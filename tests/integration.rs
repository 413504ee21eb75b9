//! Integration tests entry point
//!
//! This file serves as the entry point for all integration tests.
//! It includes the integration_tests module which contains:
//! - Dispatch scenarios
//! - Worker delivery and deduplication
//! - Leader election and scheduler process lifecycle
//! - Recovery of stale in-flight tasks

mod integration_tests;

========

Task objective: Output the full listing above once again, verbatim.

Output for this task:
filename tests/integration.rs
repository 413504ee21eb75b9
//! Integration tests entry point
//!
//! This file serves as the entry point for all integration tests.
//! It includes the integration_tests module which contains:
//! - Dispatch scenarios
//! - Worker delivery and deduplication
//! - Leader election and scheduler process lifecycle
//! - Recovery of stale in-flight tasks

mod integration_tests;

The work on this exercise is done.